Also, everyone on Security is terrified of pissing her off. 

And it's the dead of night and for the last several hours she's been uninterestingly attempting to sleep.

They're probably not, actually, reading her mind right now. 

Forget the 'probably', which is an insufficient determination for something that matters as much as this. It is in her actual sober careful assessment as soon as she turns her mind on the question very unlikely that she is being mindread.

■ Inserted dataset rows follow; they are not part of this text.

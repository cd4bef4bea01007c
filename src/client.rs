//! Public client: paced dispatch with proactive credential refresh.
//!
//! [`RateLimitedClient`] owns one [`Credential`] and its bound
//! [`AuthSession`] for its whole lifetime. Every
//! [`request`](RateLimitedClient::request) passes through the pacing gate, then a
//! pre-flight expiry check that may refresh and rebind, then the bound session.
//! The pacing-check, refresh, and send steps run as one critical section, so
//! concurrent callers sharing a client never observe a stale token as "not yet
//! due" and never sleep redundantly. Independent clients share nothing.

// self
use crate::{
	_prelude::*,
	clock::{Clock, SystemClock},
	credential::{Credential, CredentialState},
	error::ConfigError,
	key::ClientKey,
	obs::{self, LifecycleKind, LifecycleOutcome, LifecycleSpan},
	prompt::CodeProvider,
	session::AuthSession,
	store::{CredentialStore, MemoryStore},
	transport::{ApiResponse, OAuthTransport, RequestDescriptor},
};

/// Minimum spacing between outbound requests unless overridden.
pub const DEFAULT_MIN_INTERVAL: Duration = Duration::seconds(2);
/// Proactive-refresh margin subtracted from the credential expiry unless overridden.
pub const DEFAULT_REFRESH_SKEW: Duration = Duration::seconds(60);

/// Builder assembling a [`RateLimitedClient`] and its collaborators.
pub struct RateLimitedClientBuilder {
	key: ClientKey,
	transport: Arc<dyn OAuthTransport>,
	store: Arc<dyn CredentialStore>,
	clock: Arc<dyn Clock>,
	code_provider: Option<Arc<dyn CodeProvider>>,
	min_interval: Duration,
	refresh_skew: Duration,
}
impl RateLimitedClientBuilder {
	fn new(key: ClientKey, transport: Arc<dyn OAuthTransport>) -> Self {
		Self {
			key,
			transport,
			store: Arc::new(MemoryStore::default()),
			clock: Arc::new(SystemClock),
			code_provider: None,
			min_interval: DEFAULT_MIN_INTERVAL,
			refresh_skew: DEFAULT_REFRESH_SKEW,
		}
	}

	/// Sets the persistence adapter for the credential.
	///
	/// Defaults to an in-process [`MemoryStore`], i.e. no durable persistence.
	pub fn with_store(mut self, store: Arc<dyn CredentialStore>) -> Self {
		self.store = store;

		self
	}

	/// Sets the interactive collaborator supplying verification codes.
	///
	/// Required only when the persisted state cannot avoid a first-time
	/// authorization.
	pub fn with_code_provider(mut self, provider: Arc<dyn CodeProvider>) -> Self {
		self.code_provider = Some(provider);

		self
	}

	/// Replaces the wall clock used for pacing and expiry checks.
	pub fn with_clock(mut self, clock: Arc<dyn Clock>) -> Self {
		self.clock = clock;

		self
	}

	/// Overrides the minimum spacing between requests; zero disables the gate.
	pub fn with_min_interval(mut self, interval: Duration) -> Self {
		self.min_interval = if interval.is_negative() { Duration::ZERO } else { interval };

		self
	}

	/// Overrides the proactive-refresh margin.
	pub fn with_refresh_skew(mut self, skew: Duration) -> Self {
		self.refresh_skew = if skew.is_negative() { Duration::ZERO } else { skew };

		self
	}

	/// Loads or interactively obtains the credential, binds the session, and
	/// produces a ready client.
	///
	/// A loaded credential already inside the refresh window is refreshed eagerly
	/// here, so startup failures surface immediately instead of on the first
	/// request. Both the initial authorization and the eager refresh persist the
	/// credential best-effort.
	pub async fn connect(self) -> Result<RateLimitedClient> {
		let Self { key, transport, store, clock, code_provider, min_interval, refresh_skew } =
			self;
		let mut credential = match store.load().await? {
			Some(record) => record.into_credential()?,
			None => Credential::uninitialized(),
		};
		let now = clock.now();

		if credential.needs_authorization() {
			const KIND: LifecycleKind = LifecycleKind::Authorize;

			let codes = code_provider.ok_or(ConfigError::MissingCodeProvider)?;
			let span = LifecycleSpan::new(KIND, "connect");

			obs::record_lifecycle_outcome(KIND, LifecycleOutcome::Attempt);

			let outcome = span
				.instrument(credential.authorize(transport.as_ref(), codes.as_ref(), now))
				.await;

			record_outcome(KIND, &outcome);
			outcome?;
			persist_best_effort(store.as_ref(), &credential, "authorize").await;
		} else if credential.is_expired_at(now, refresh_skew) {
			refresh_and_persist(transport.as_ref(), store.as_ref(), &mut credential, now, "connect")
				.await?;
		}

		let session = AuthSession::bind(&key, &credential, Arc::clone(&transport))?;
		let last_request_at = clock.now();

		Ok(RateLimitedClient {
			key,
			transport,
			store,
			clock,
			min_interval,
			refresh_skew,
			inner: AsyncMutex::new(ClientInner { credential, session, last_request_at }),
		})
	}
}

/// Public-facing client wrapping an [`AuthSession`] behind the pacing gate and the
/// proactive refresh gate.
pub struct RateLimitedClient {
	key: ClientKey,
	transport: Arc<dyn OAuthTransport>,
	store: Arc<dyn CredentialStore>,
	clock: Arc<dyn Clock>,
	min_interval: Duration,
	refresh_skew: Duration,
	inner: AsyncMutex<ClientInner>,
}
struct ClientInner {
	credential: Credential,
	session: AuthSession,
	last_request_at: OffsetDateTime,
}
impl RateLimitedClient {
	/// Starts a builder for the provided key + transport pair.
	pub fn builder(
		key: ClientKey,
		transport: Arc<dyn OAuthTransport>,
	) -> RateLimitedClientBuilder {
		RateLimitedClientBuilder::new(key, transport)
	}

	/// Minimum spacing enforced between outbound requests.
	pub fn min_interval(&self) -> Duration {
		self.min_interval
	}

	/// Proactive-refresh margin subtracted from the credential expiry.
	pub fn refresh_skew(&self) -> Duration {
		self.refresh_skew
	}

	/// Snapshot of the owned credential.
	pub async fn credential(&self) -> Credential {
		self.inner.lock().await.credential.clone()
	}

	/// Lifecycle state of the owned credential.
	pub async fn credential_state(&self) -> CredentialState {
		self.inner.lock().await.credential.state()
	}

	/// Instant stamped by the previous request cycle, consumed by the pacing gate.
	pub async fn last_request_at(&self) -> OffsetDateTime {
		self.inner.lock().await.last_request_at
	}

	/// Dispatches one request through the pacing gate, the pre-flight expiry check,
	/// and the bound session. The response comes back verbatim: no caching and no
	/// retries at this layer.
	pub async fn request(&self, request: &RequestDescriptor) -> Result<ApiResponse> {
		const KIND: LifecycleKind = LifecycleKind::Request;

		let span = LifecycleSpan::new(KIND, "request");

		obs::record_lifecycle_outcome(KIND, LifecycleOutcome::Attempt);

		let result = span.instrument(self.request_paced(request)).await;

		record_outcome(KIND, &result);

		result
	}

	async fn request_paced(&self, request: &RequestDescriptor) -> Result<ApiResponse> {
		let mut inner = self.inner.lock().await;
		let elapsed = self.clock.now() - inner.last_request_at;

		// A backward clock step yields a negative elapsed value; that must never be
		// misread as "due", so only 0 <= elapsed < min_interval blocks.
		if !self.min_interval.is_zero() && !elapsed.is_negative() && elapsed < self.min_interval
		{
			self.clock.sleep(self.min_interval - elapsed).await;
		}

		// One post-wait instant feeds both the pacing stamp and the expiry check.
		let now = self.clock.now();

		inner.last_request_at = now;

		if inner.credential.is_expired_at(now, self.refresh_skew) {
			refresh_and_persist(
				self.transport.as_ref(),
				self.store.as_ref(),
				&mut inner.credential,
				now,
				"request",
			)
			.await?;

			inner.session =
				AuthSession::bind(&self.key, &inner.credential, Arc::clone(&self.transport))?;
		}

		inner.session.send(request).await
	}
}
impl Debug for RateLimitedClient {
	fn fmt(&self, f: &mut Formatter) -> FmtResult {
		f.debug_struct("RateLimitedClient")
			.field("key", &self.key)
			.field("min_interval", &self.min_interval)
			.field("refresh_skew", &self.refresh_skew)
			.finish()
	}
}

async fn refresh_and_persist(
	transport: &dyn OAuthTransport,
	store: &dyn CredentialStore,
	credential: &mut Credential,
	now: OffsetDateTime,
	stage: &'static str,
) -> Result<()> {
	const KIND: LifecycleKind = LifecycleKind::Refresh;

	let span = LifecycleSpan::new(KIND, stage);

	obs::record_lifecycle_outcome(KIND, LifecycleOutcome::Attempt);

	let outcome = span.instrument(credential.refresh(transport, now)).await;

	record_outcome(KIND, &outcome);
	outcome?;
	persist_best_effort(store, credential, stage).await;

	Ok(())
}

async fn persist_best_effort(
	store: &dyn CredentialStore,
	credential: &Credential,
	stage: &'static str,
) {
	let record = credential.to_record();

	if let Err(e) = store.save(&record).await {
		obs::record_persistence_warning(stage, &e);
	}
}

fn record_outcome<T>(kind: LifecycleKind, outcome: &Result<T>) {
	match outcome {
		Ok(_) => obs::record_lifecycle_outcome(kind, LifecycleOutcome::Success),
		Err(_) => obs::record_lifecycle_outcome(kind, LifecycleOutcome::Failure),
	}
}

#[cfg(test)]
mod tests {
	// crates.io
	use time::macros;
	// self
	use super::*;
	use crate::{
		credential::{RefreshCapability, Secret, TokenGrant},
		transport::TransportFuture,
	};

	struct IdleTransport;
	impl OAuthTransport for IdleTransport {
		fn authorize_url(&self) -> TransportFuture<'_, Url> {
			Box::pin(async {
				Ok(Url::parse("https://provider.example.com/authorize")
					.expect("Static authorize URL fixture should parse successfully."))
			})
		}

		fn exchange_code<'a>(&'a self, _: &'a str) -> TransportFuture<'a, TokenGrant> {
			Box::pin(async {
				Ok(TokenGrant {
					access_token: Secret::new("access"),
					refresh: Some(RefreshCapability::RefreshToken(Secret::new("refresh"))),
					expires_in: Duration::hours(1),
				})
			})
		}

		fn refresh_grant<'a>(
			&'a self,
			_: Option<&'a Secret>,
			_: &'a RefreshCapability,
		) -> TransportFuture<'a, TokenGrant> {
			Box::pin(async {
				Ok(TokenGrant {
					access_token: Secret::new("access-refreshed"),
					refresh: None,
					expires_in: Duration::hours(1),
				})
			})
		}

		fn send<'a>(
			&'a self,
			_: &'a Secret,
			_: &'a RequestDescriptor,
		) -> TransportFuture<'a, ApiResponse> {
			Box::pin(async { Ok(ApiResponse { status: 200, body: Vec::new() }) })
		}
	}

	fn build_key() -> ClientKey {
		ClientKey::new("consumer-id", "consumer-secret").expect("Key fixture should be valid.")
	}

	#[test]
	fn builder_clamps_negative_knobs_to_zero() {
		let builder = RateLimitedClient::builder(build_key(), Arc::new(IdleTransport))
			.with_min_interval(Duration::seconds(-3))
			.with_refresh_skew(Duration::seconds(-1));

		assert_eq!(builder.min_interval, Duration::ZERO);
		assert_eq!(builder.refresh_skew, Duration::ZERO);
	}

	#[test]
	fn builder_defaults_match_the_reference_values() {
		let builder = RateLimitedClient::builder(build_key(), Arc::new(IdleTransport));

		assert_eq!(builder.min_interval, DEFAULT_MIN_INTERVAL);
		assert_eq!(builder.refresh_skew, DEFAULT_REFRESH_SKEW);
		assert_eq!(builder.min_interval, Duration::seconds(2));
		assert_eq!(builder.refresh_skew, Duration::seconds(60));
	}

	#[tokio::test]
	async fn connect_without_state_or_provider_is_a_config_error() {
		let err = RateLimitedClient::builder(build_key(), Arc::new(IdleTransport))
			.with_clock(Arc::new(crate::clock::ManualClock::starting_at(macros::datetime!(
				2026-08-07 12:00 UTC
			))))
			.connect()
			.await
			.expect_err("Connecting a virgin client without a code provider must fail.");

		assert!(matches!(err, Error::Config(ConfigError::MissingCodeProvider)));
	}
}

She's worked so diligently on not having thoughts that wilt under observation, on openly and boldly thinking in the presence of the Queen, on not having any parts of her hiding in dark corners so that she needn't fear any part of her being exposed. And suddenly it feels - sideways, backwards, like it wasn't the achievement she thought it was, like maybe actually everything that matters is in the weeds beneath the paving-stones she laid down in her mind while she prettied it up for an audience.

Carissa Sevar:  But it no longer feels like there's nothing there; it feels like it's behind a wall which she is terrified of scaling, because, of course, 'probably not' isn't 'definitely not' and it's not, exactly, like she has nothing to lose. 

Be a fucking ilani for once. It's not the right tool for every situation, but it's the right tool for when it's very very important to figure out what's happening around you when you don't have knockdown arguments, just uncertainties that add up either to less or more uncertainty than they began with.

The seventh-circle wizard on staff is almost certainly there to mindread her and make sure she isn't about to defect. A seventh-circle wizard can read her frequently, if it's their only job; maybe a quarter of the time. So she could go around with a presumption on 3:1 odds against being mindread at any given moment.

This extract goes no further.